Problem: Only lines that contain the word "Option" are to be returned from the data below.

Extracted entries:
+++

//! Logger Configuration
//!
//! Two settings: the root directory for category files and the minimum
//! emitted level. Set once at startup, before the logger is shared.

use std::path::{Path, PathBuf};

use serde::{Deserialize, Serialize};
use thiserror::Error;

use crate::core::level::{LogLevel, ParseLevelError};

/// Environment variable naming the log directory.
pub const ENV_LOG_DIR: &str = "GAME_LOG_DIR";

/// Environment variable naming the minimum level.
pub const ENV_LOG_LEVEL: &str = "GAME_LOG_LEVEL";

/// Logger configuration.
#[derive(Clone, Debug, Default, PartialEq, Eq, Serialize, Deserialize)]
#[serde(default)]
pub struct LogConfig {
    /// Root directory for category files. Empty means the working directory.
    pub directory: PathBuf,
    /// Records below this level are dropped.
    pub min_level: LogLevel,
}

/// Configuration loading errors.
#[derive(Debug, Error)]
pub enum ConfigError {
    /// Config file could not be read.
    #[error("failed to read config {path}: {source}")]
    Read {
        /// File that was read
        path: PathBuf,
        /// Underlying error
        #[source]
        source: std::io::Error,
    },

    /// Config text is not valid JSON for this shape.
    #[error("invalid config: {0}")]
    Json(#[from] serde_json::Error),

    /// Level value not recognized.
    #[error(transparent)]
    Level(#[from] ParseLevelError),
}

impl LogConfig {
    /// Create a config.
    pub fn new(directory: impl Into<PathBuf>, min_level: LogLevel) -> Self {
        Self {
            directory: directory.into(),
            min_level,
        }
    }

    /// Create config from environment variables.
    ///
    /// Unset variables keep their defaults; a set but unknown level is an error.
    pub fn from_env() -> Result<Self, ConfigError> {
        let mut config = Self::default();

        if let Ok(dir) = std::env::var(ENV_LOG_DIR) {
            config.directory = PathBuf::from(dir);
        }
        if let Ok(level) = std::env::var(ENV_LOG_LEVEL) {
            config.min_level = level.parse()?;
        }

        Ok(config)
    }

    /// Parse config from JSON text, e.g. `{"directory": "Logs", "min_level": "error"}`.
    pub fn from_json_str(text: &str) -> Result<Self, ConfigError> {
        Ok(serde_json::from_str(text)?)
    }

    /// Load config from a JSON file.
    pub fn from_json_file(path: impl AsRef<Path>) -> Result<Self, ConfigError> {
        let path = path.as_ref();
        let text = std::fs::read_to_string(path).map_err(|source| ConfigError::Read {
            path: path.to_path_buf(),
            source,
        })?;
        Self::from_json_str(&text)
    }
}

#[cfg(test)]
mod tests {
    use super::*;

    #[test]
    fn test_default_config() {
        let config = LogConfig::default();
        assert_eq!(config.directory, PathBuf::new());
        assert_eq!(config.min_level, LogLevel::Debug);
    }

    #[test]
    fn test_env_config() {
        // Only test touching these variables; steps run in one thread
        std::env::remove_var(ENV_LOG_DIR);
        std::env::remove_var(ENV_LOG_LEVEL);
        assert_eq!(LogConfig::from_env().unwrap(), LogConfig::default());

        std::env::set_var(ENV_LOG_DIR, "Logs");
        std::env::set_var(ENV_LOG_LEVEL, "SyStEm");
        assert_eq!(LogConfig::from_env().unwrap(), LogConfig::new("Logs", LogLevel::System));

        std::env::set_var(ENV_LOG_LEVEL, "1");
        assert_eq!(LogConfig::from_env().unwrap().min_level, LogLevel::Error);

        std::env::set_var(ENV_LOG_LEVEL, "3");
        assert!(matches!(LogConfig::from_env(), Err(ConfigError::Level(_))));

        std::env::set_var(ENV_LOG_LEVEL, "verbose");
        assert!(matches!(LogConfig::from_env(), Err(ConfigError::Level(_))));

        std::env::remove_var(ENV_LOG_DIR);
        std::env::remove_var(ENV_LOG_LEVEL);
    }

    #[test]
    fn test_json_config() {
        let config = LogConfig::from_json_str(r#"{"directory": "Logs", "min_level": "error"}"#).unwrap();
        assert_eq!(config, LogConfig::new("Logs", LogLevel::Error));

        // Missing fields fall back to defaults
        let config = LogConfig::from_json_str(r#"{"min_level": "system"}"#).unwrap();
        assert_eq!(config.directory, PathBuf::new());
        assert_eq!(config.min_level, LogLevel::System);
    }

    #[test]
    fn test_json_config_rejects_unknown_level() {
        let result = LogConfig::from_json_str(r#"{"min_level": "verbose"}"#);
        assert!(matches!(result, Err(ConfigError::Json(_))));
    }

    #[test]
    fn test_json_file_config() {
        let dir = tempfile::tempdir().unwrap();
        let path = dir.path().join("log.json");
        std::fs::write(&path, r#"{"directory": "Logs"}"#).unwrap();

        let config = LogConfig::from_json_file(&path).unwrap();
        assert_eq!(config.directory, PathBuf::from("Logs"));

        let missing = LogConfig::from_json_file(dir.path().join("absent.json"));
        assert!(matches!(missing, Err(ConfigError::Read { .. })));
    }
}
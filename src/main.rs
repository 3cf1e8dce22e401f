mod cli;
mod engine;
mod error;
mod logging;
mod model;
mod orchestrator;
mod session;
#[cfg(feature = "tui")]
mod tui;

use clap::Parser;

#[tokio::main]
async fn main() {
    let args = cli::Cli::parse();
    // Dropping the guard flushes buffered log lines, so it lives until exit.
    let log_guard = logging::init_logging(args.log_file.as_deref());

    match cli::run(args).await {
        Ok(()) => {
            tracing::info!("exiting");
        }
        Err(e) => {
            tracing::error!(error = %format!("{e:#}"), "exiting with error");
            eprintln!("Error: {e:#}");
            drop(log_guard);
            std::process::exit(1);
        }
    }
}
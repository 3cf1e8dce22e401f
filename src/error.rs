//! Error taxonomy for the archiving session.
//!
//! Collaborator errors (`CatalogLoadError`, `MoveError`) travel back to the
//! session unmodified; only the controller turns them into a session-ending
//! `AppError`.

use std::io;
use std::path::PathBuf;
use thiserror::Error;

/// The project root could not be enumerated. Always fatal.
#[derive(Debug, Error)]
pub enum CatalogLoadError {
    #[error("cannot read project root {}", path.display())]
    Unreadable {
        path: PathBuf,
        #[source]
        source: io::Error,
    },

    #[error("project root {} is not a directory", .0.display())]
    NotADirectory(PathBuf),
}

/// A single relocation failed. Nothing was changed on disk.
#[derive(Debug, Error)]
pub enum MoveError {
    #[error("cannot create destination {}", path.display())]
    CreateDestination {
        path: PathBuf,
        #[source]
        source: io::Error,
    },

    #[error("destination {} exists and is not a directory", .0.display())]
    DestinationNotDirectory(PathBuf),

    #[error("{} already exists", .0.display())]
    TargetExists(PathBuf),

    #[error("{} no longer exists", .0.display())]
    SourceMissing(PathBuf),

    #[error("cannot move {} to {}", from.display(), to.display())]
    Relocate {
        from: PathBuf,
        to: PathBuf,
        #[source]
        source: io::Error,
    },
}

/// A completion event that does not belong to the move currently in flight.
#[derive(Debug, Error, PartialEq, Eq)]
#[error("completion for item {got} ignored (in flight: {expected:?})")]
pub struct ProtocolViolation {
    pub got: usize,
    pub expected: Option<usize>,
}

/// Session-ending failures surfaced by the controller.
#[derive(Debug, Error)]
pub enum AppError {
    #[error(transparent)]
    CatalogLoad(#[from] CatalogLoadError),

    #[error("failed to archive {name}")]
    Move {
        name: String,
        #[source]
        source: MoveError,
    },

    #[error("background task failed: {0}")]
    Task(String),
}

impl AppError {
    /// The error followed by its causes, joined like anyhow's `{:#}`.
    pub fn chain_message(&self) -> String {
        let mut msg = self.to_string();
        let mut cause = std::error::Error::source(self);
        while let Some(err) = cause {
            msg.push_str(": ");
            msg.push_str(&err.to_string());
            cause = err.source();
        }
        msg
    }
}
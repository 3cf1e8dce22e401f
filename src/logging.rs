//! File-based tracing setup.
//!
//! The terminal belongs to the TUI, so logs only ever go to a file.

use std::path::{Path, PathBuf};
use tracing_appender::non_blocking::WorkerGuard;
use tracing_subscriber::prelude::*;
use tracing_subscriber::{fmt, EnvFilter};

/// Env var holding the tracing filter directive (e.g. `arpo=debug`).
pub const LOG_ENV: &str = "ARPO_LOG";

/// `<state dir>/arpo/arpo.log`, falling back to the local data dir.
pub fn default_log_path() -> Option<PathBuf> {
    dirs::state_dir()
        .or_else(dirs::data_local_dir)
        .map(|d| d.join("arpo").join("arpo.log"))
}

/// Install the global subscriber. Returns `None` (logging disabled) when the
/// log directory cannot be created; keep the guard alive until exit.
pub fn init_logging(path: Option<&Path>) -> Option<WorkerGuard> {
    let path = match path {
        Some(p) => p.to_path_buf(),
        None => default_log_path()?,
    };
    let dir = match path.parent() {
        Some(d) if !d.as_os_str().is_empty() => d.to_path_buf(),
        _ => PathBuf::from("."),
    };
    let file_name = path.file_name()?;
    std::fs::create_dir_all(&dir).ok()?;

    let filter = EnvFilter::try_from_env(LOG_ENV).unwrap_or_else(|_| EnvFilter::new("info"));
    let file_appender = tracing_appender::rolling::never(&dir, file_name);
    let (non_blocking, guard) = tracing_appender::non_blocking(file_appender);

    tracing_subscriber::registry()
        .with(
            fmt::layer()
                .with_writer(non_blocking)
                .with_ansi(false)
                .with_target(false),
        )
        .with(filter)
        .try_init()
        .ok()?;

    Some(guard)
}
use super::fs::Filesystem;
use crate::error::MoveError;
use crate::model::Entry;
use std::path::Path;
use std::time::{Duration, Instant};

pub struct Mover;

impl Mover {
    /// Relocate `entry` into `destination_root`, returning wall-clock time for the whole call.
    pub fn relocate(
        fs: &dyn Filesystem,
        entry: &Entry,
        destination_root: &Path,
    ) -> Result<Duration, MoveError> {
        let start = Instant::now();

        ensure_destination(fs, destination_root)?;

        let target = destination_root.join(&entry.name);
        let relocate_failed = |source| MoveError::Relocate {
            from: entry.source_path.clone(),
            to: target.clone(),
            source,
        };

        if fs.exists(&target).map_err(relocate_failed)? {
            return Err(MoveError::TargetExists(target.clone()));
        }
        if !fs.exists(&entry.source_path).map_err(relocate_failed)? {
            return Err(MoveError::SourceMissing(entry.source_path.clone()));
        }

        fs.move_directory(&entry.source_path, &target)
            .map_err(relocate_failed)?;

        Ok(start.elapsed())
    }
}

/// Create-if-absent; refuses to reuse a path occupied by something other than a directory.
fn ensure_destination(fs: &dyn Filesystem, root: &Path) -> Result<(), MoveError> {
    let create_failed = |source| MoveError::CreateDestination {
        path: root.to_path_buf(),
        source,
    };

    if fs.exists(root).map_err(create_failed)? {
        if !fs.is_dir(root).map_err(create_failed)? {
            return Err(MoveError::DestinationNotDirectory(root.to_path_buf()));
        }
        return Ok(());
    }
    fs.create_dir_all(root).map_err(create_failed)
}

+++

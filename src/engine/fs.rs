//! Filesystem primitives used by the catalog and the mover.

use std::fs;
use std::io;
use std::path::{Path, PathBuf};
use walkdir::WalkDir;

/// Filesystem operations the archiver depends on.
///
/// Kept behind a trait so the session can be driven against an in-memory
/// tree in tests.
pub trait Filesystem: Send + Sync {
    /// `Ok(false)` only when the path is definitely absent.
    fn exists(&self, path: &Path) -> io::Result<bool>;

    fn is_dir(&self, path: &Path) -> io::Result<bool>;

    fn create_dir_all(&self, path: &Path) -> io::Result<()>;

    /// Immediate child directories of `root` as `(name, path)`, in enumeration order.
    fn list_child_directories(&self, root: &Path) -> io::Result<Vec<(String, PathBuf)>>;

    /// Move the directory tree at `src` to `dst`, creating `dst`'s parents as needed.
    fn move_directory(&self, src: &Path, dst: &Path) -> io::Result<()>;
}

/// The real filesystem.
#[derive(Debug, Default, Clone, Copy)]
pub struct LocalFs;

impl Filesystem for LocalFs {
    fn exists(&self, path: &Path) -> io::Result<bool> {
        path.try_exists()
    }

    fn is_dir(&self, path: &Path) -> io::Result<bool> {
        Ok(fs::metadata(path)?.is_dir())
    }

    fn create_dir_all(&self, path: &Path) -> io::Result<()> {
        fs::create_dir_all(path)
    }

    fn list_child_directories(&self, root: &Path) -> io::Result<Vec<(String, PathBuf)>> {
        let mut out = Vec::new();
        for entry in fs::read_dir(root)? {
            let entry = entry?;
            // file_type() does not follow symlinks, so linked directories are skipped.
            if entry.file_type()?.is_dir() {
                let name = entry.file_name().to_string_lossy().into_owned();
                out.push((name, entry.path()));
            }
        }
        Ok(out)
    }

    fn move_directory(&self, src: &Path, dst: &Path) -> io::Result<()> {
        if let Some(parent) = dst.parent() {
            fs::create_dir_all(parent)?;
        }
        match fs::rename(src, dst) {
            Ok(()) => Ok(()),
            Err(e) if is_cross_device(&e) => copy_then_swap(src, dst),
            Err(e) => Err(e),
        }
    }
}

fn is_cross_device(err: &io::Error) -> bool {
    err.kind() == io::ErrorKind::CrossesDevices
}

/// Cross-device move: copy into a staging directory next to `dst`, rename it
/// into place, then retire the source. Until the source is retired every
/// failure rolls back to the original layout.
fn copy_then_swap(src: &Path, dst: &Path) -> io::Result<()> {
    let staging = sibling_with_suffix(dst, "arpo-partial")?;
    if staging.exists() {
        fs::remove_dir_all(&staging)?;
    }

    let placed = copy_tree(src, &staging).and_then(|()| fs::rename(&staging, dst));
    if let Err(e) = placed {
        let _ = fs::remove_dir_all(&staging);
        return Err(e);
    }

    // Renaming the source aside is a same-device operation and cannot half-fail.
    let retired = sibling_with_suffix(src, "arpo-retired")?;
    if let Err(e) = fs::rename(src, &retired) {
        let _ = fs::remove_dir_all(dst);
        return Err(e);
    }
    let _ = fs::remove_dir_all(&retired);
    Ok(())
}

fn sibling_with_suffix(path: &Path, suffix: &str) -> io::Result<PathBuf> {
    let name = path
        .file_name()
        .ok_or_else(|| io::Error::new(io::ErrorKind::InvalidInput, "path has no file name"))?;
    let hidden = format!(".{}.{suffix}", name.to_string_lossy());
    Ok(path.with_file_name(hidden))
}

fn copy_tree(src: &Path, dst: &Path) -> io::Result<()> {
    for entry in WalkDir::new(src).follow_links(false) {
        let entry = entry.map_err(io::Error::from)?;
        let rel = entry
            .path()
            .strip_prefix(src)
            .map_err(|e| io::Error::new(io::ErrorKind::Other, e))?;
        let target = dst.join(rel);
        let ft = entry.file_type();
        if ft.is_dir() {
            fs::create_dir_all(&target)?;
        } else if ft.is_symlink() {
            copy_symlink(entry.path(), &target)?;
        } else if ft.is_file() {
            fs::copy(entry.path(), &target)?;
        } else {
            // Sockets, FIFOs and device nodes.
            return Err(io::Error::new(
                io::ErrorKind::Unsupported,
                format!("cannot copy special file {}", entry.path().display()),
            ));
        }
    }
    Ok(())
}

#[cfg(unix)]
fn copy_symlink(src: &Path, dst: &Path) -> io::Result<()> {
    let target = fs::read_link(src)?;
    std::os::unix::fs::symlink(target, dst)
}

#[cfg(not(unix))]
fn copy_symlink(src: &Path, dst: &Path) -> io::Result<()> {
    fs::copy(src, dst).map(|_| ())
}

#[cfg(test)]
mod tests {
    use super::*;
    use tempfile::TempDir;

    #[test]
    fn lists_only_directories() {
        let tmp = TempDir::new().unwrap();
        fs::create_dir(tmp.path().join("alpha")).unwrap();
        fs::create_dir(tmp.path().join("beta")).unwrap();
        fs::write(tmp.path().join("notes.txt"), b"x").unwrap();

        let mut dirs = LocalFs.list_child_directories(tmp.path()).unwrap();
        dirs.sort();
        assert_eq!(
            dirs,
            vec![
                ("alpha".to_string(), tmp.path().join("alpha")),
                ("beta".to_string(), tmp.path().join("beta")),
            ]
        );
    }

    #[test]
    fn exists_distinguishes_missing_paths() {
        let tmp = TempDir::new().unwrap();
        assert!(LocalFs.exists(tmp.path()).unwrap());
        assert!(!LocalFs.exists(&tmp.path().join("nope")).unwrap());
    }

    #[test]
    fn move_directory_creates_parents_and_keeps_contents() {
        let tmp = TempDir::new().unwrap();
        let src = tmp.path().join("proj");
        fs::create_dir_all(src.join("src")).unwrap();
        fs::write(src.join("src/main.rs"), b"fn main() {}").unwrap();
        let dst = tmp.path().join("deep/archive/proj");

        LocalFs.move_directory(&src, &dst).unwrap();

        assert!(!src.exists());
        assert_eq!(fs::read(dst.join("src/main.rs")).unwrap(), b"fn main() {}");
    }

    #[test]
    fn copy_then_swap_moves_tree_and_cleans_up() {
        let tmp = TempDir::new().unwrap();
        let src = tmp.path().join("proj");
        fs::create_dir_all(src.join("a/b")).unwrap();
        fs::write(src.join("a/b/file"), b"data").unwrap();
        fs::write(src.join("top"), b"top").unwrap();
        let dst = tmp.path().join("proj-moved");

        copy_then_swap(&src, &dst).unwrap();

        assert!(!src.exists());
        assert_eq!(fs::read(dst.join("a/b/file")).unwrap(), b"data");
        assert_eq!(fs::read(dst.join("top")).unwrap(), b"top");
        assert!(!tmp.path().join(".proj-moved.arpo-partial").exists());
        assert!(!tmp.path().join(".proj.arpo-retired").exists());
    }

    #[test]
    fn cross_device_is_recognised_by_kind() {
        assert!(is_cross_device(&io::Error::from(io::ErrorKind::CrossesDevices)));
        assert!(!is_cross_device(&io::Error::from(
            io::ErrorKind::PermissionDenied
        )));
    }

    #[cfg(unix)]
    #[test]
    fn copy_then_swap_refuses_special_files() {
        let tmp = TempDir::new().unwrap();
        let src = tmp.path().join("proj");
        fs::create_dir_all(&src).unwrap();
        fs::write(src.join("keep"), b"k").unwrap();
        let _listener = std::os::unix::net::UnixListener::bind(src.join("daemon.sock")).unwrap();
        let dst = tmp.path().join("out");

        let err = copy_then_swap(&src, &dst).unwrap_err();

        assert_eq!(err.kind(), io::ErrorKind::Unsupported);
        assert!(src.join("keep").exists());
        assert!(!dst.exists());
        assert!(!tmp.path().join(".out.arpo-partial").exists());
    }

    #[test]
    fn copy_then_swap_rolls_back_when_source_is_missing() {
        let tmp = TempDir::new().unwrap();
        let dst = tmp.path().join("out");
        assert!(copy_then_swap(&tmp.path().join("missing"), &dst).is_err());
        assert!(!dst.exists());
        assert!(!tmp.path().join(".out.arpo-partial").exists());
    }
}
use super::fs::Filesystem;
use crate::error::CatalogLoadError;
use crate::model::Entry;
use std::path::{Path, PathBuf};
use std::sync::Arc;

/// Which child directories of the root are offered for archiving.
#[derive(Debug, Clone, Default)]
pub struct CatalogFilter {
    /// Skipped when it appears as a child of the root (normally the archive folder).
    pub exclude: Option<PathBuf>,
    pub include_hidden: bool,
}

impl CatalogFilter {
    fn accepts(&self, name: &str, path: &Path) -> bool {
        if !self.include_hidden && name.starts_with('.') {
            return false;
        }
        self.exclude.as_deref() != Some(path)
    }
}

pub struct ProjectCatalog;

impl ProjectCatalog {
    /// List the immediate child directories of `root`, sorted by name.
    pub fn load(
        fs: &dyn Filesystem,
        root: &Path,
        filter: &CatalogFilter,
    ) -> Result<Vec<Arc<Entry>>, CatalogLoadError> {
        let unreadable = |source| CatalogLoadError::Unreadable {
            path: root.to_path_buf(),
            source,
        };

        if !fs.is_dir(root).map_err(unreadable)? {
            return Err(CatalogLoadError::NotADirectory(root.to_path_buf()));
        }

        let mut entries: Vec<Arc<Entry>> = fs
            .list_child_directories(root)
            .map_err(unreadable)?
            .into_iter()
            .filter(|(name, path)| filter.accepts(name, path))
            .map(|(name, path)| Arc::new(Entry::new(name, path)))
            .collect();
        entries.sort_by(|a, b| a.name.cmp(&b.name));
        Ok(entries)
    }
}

+++

Answer area:
    pub expected: Option<usize>,
pub fn default_log_path() -> Option<PathBuf> {
pub fn init_logging(path: Option<&Path>) -> Option<WorkerGuard> {
    pub exclude: Option<PathBuf>,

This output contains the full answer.